Per information I acquired from BLM’s Nancy Haug, the Eagle Lake BLM field office never did approve a single volunteer for this project although she admitted they did keep $9,000 of the $25,000 that was designated to go to this aborted research project.
The law clearly states in its interpretation that “excess” wild horses and wild burros are not determined by numbers but must be determined by the monitoring of their habitat. The test as to appropriate wild horse and burro population levels is whether such levels will achieve and maintain a thriving ecological balance on the public lands. Nowhere in the law or regulations is the BLM required to maintain any specific number of animals or to maintain populations in the number of animals existing at any particular time Dahl v. Clark, supra, at 595. A determination that removal is warranted must be based on scientifically defensible research and analysis, and on legitimate, non-biased monitoring programs, which include valid, justifiable studies of grazing utilization of all animals on the habitat in question, including trends in range conditions and actual use. The Eagle Lake field office’s 2012 attempt to use funds from the BLM Director’s Challenge award volunteer field research was despicable as well as deceitful with what would have ultimately been deceptive and non-scientific data and duplicitous data.
Here is the official announcement of the volunteer program:
On Jun 11, 2012, at 3:40 PM, Fontana, Joseph J wrote:
The BLM is seeking volunteers to help with resource monitoring projects in wild horse and burro herd management areas.
For Immediate Release: June 11, 2012 CA-N-12-70
Contact: Jeff Fontana (530) 252-5332 (firstname.lastname@example.org)
BLM Announces Volunteer Opportunities in Wild Horse Country
Volunteers are needed to assist the Bureau of Land Management with rangeland health monitoring on northeast California and northwest Nevada public lands that provide habitat for wild horses and burros. The project will run two to three months this summer in the Twin Peaks Herd Management Area northeast of Susanville, Calif. and the Nut Mountain and High Rock Herd Management Areas east of Cedarville, Calif.
Interested volunteers can apply by filling out the online volunteer application at http://www.volunteer.gov and emailing a resume with two references to email@example.com. The complete job description can be found by using the keywords Twin Peaks on the volunteer.gov website.
Volunteers will develop landscape descriptions; take photographs, record geographic information system data, measure grazing use of various plants and record information on condition of streamside areas, also known as riparian areas.
Some techniques will require skill and proficiency in scientific methods, while other tasks will require lesser degrees of skill.
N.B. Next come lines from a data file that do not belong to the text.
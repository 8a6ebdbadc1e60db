use converza_core::{CallRecord, ConversionResult, EnrichedRecord, SentimentResult, UpsellResult};

use crate::conversion::ConversionDetector;
use crate::error::TransformError;
use crate::lexicon::Lexicon;
use crate::sentiment::SentimentAnalyzer;
use crate::upsell::UpsellExtractor;

const CHARS_PER_WORD: f64 = 5.0;
const WORDS_PER_MINUTE: f64 = 150.0;
/// Pauses, hold time, and thinking between turns.
const PAUSE_BUFFER: f64 = 1.2;

/// The transformation engine: compiled once, then shared read-only.
#[derive(Debug, Clone)]
pub struct TranscriptAnalyzer {
    conversion: ConversionDetector,
    upsell: UpsellExtractor,
    sentiment: SentimentAnalyzer,
}

impl TranscriptAnalyzer {
    /// Analyzer over the built-in call-center lexicon.
    pub fn new() -> Self {
        Self::with_lexicon(&Lexicon::builtin()).expect("built-in lexicon compiles")
    }

    pub fn with_lexicon(lexicon: &Lexicon) -> Result<Self, TransformError> {
        Ok(Self {
            conversion: ConversionDetector::new(lexicon)?,
            upsell: UpsellExtractor::new(lexicon)?,
            sentiment: SentimentAnalyzer::new(lexicon),
        })
    }

    pub fn detect_conversion(&self, transcript: &str) -> ConversionResult {
        self.conversion.detect(transcript)
    }

    pub fn extract_upsell(&self, transcript: &str) -> UpsellResult {
        self.upsell.extract(transcript)
    }

    pub fn analyze_sentiment(&self, transcript: &str) -> SentimentResult {
        self.sentiment.analyze(transcript)
    }

    /// Run all three analyses and flatten them with the call's identity.
    ///
    /// An empty transcript yields the empty-input defaults of each analysis.
    pub fn transform_call_record(&self, call: &CallRecord) -> EnrichedRecord {
        let transcript = call.transcript_text.as_str();
        let conversion = self.detect_conversion(transcript);
        let upsell = self.extract_upsell(transcript);
        let sentiment = self.analyze_sentiment(transcript);

        let length = transcript.chars().count();
        EnrichedRecord::from_parts(
            call,
            conversion,
            upsell,
            sentiment,
            u32::try_from(length).unwrap_or(u32::MAX),
            estimate_call_duration(length),
        )
    }
}

impl Default for TranscriptAnalyzer {
    fn default() -> Self {
        Self::new()
    }
}

/// Heuristic call length in seconds from transcript length in characters.
pub fn estimate_call_duration(transcript_chars: usize) -> u32 {
    let words = transcript_chars as f64 / CHARS_PER_WORD;
    let seconds = (words / WORDS_PER_MINUTE * 60.0).floor();
    (seconds * PAUSE_BUFFER) as u32
}

#[cfg(test)]
mod tests {
    use super::*;
    use converza_core::{Amount, SentimentLabel};

    const SCENARIO: &str = "Customer: Yes, I'll book that appointment. This is fantastic. \
                            I'll take the premium package for an extra $50.";

    fn call(transcript: &str) -> CallRecord {
        CallRecord {
            call_id: "CALL_TEST0001".into(),
            agent_name: "Sarah Johnson".into(),
            timestamp: "2026-03-01T09:30:00".into(),
            transcript_text: transcript.into(),
        }
    }

    #[test]
    fn analyzer_is_shareable_across_threads() {
        fn assert_send_sync<T: Send + Sync>() {}
        assert_send_sync::<TranscriptAnalyzer>();
    }

    #[test]
    fn booking_scenario() {
        let engine = TranscriptAnalyzer::new();

        let conv = engine.detect_conversion(SCENARIO);
        assert!(conv.is_conversion);
        assert!(conv.confidence > 0.7 && conv.confidence <= 1.0);

        let upsell = engine.extract_upsell(SCENARIO);
        assert!(upsell.has_upsell);
        assert_eq!(upsell.amount, Amount::from_cents(5000));
        assert!(upsell.product_name.unwrap().starts_with("Premium Package"));

        let sentiment = engine.analyze_sentiment(SCENARIO);
        assert_eq!(sentiment.label, SentimentLabel::Positive);
        assert_eq!((sentiment.positive_hits, sentiment.negative_hits), (1, 0));
    }

    #[test]
    fn no_keywords_scenario() {
        let rec = TranscriptAnalyzer::new().transform_call_record(&call("Hello, what time is it?"));
        assert!(!rec.is_conversion);
        assert!(rec.upsell_amount.is_zero());
        assert!(rec.upsell_product.is_none());
        assert_eq!(rec.sentiment, SentimentLabel::Neutral);
        assert_eq!(rec.sentiment_confidence, 0.5);
    }

    #[test]
    fn empty_transcript_degrades_to_defaults() {
        let rec = TranscriptAnalyzer::new().transform_call_record(&call(""));
        assert_eq!(rec.call_id, "CALL_TEST0001");
        assert!(!rec.is_conversion);
        assert_eq!(rec.conversion_confidence, 0.0);
        assert!(rec.upsell_amount.is_zero());
        assert_eq!(rec.sentiment, SentimentLabel::Neutral);
        assert_eq!(rec.sentiment_confidence, 0.5);
        assert_eq!(rec.transcript_length, 0);
        assert_eq!(rec.call_duration_seconds, 0);
    }

    #[test]
    fn record_carries_identity_and_metrics() {
        let rec = TranscriptAnalyzer::new().transform_call_record(&call(SCENARIO));
        assert_eq!(rec.agent_name, "Sarah Johnson");
        assert_eq!(rec.call_timestamp, "2026-03-01T09:30:00");
        assert!(rec.is_conversion);
        assert_eq!(rec.upsell_amount.to_string(), "50.00");
        assert_eq!(rec.upsell_product.as_deref(), Some("Premium Package"));
        assert_eq!(rec.positive_keywords_count, 1);
        assert_eq!(rec.transcript_length as usize, SCENARIO.chars().count());
    }

    #[test]
    fn analyses_are_idempotent() {
        let engine = TranscriptAnalyzer::new();
        for text in [SCENARIO, "", "not excellent", "ümlaut ñ 日本語 $5 premium plan"] {
            assert_eq!(engine.detect_conversion(text), engine.detect_conversion(text));
            assert_eq!(engine.extract_upsell(text), engine.extract_upsell(text));
            assert_eq!(engine.analyze_sentiment(text), engine.analyze_sentiment(text));
        }
    }

    #[test]
    fn confidences_stay_in_unit_interval() {
        let engine = TranscriptAnalyzer::new();
        let long_tail = format!("{} go ahead", "wonderful ".repeat(50));
        for text in [
            SCENARIO,
            "go ahead",
            "İİİİİİİİİİ go ahead",
            long_tail.as_str(),
            "terrible awful horrible bad worst",
        ] {
            let c = engine.detect_conversion(text).confidence;
            let s = engine.analyze_sentiment(text).confidence;
            assert!((0.0..=1.0).contains(&c), "conversion confidence {c} for {text:?}");
            assert!((0.0..=1.0).contains(&s), "sentiment confidence {s} for {text:?}");
        }
    }

    #[test]
    fn concurrent_callers_agree() {
        let engine = TranscriptAnalyzer::new();
        let expected = engine.transform_call_record(&call(SCENARIO));
        std::thread::scope(|scope| {
            let handles: Vec<_> = (0..4)
                .map(|_| scope.spawn(|| engine.transform_call_record(&call(SCENARIO))))
                .collect();
            for h in handles {
                assert_eq!(h.join().unwrap(), expected);
            }
        });
    }

    #[test]
    fn custom_lexicon_changes_behaviour() {
        let mut lexicon = Lexicon::builtin();
        lexicon.positive_keywords.push("stellar".into());
        let engine = TranscriptAnalyzer::with_lexicon(&lexicon).unwrap();
        assert_eq!(
            engine.analyze_sentiment("a stellar call").label,
            SentimentLabel::Positive
        );

        lexicon.conversion_patterns.clear();
        assert!(TranscriptAnalyzer::with_lexicon(&lexicon).is_err());
    }

    #[test]
    fn duration_estimate() {
        assert_eq!(estimate_call_duration(0), 0);
        // 750 chars = 150 words = 60 s, plus 20% buffer.
        assert_eq!(estimate_call_duration(750), 72);
        // 100 chars = 20 words = 8 s -> 9.6 truncated.
        assert_eq!(estimate_call_duration(100), 9);
    }
}
use converza_pipeline::bronze::{list_landing_files, pending_landing_files};
use converza_store::SqliteStore;
use std::path::Path;

pub fn execute(repo_root: &Path) -> anyhow::Result<()> {
    let (paths, config) = crate::load_workspace(repo_root)?;
    let store = SqliteStore::open_or_create(&paths.db_path)?;
    let landing = list_landing_files(&paths.raw_dir, &config.raw_glob, usize::MAX)?;
    let pending = pending_landing_files(
        &paths.raw_dir,
        &config.raw_glob,
        &store.ingested_source_files()?,
        usize::MAX,
    )?;
    let counts = store.layer_counts()?;
    let silver = store.silver_stats()?;

    println!("Workspace: {}", paths.converza_dir.display());
    println!("Schema version: {}", store.schema_version()?);
    println!("Landing files: {} ({} not yet ingested)", landing.len(), pending.len());
    println!("Bronze: {}", counts.bronze);
    println!("Silver: {}", counts.silver);
    println!("Gold:   {}", counts.gold);
    println!("Pending gold: {}", counts.silver.saturating_sub(counts.gold));

    if silver.total_records > 0 {
        println!();
        println!("Silver agents: {}", silver.unique_agents);
        println!(
            "Calls from {} to {}",
            silver.earliest_call.as_deref().unwrap_or("-"),
            silver.latest_call.as_deref().unwrap_or("-")
        );
        println!(
            "Avg transcript: {:.2} chars, {:.2}s",
            silver.avg_transcript_length, silver.avg_call_duration_seconds
        );
    }
    Ok(())
}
All volunteers should have experience working in rugged and remote backcountry conditions, and could have to hike several miles to reach some monitoring areas. Map reading skills are important.
“This monitoring work is important because riparian areas are critically important to wild horses and burros and to other range users,” said BLM Northern California District Manager Nancy Haug. “We need to collect information about conditions and trends in these areas, which are the most productive, diverse and sensitive on public lands. The volunteer work will assist the BLM in expanding the number of monitoring sites in our herd management areas, thus increasing our knowledge about conditions.”
Volunteers will need to provide their own high-clearance four-wheel-drive vehicles and must be capable of driving in rough terrain and adverse weather. There is no salary offered, but the BLM can reimburse for expenses including personal vehicle mileage.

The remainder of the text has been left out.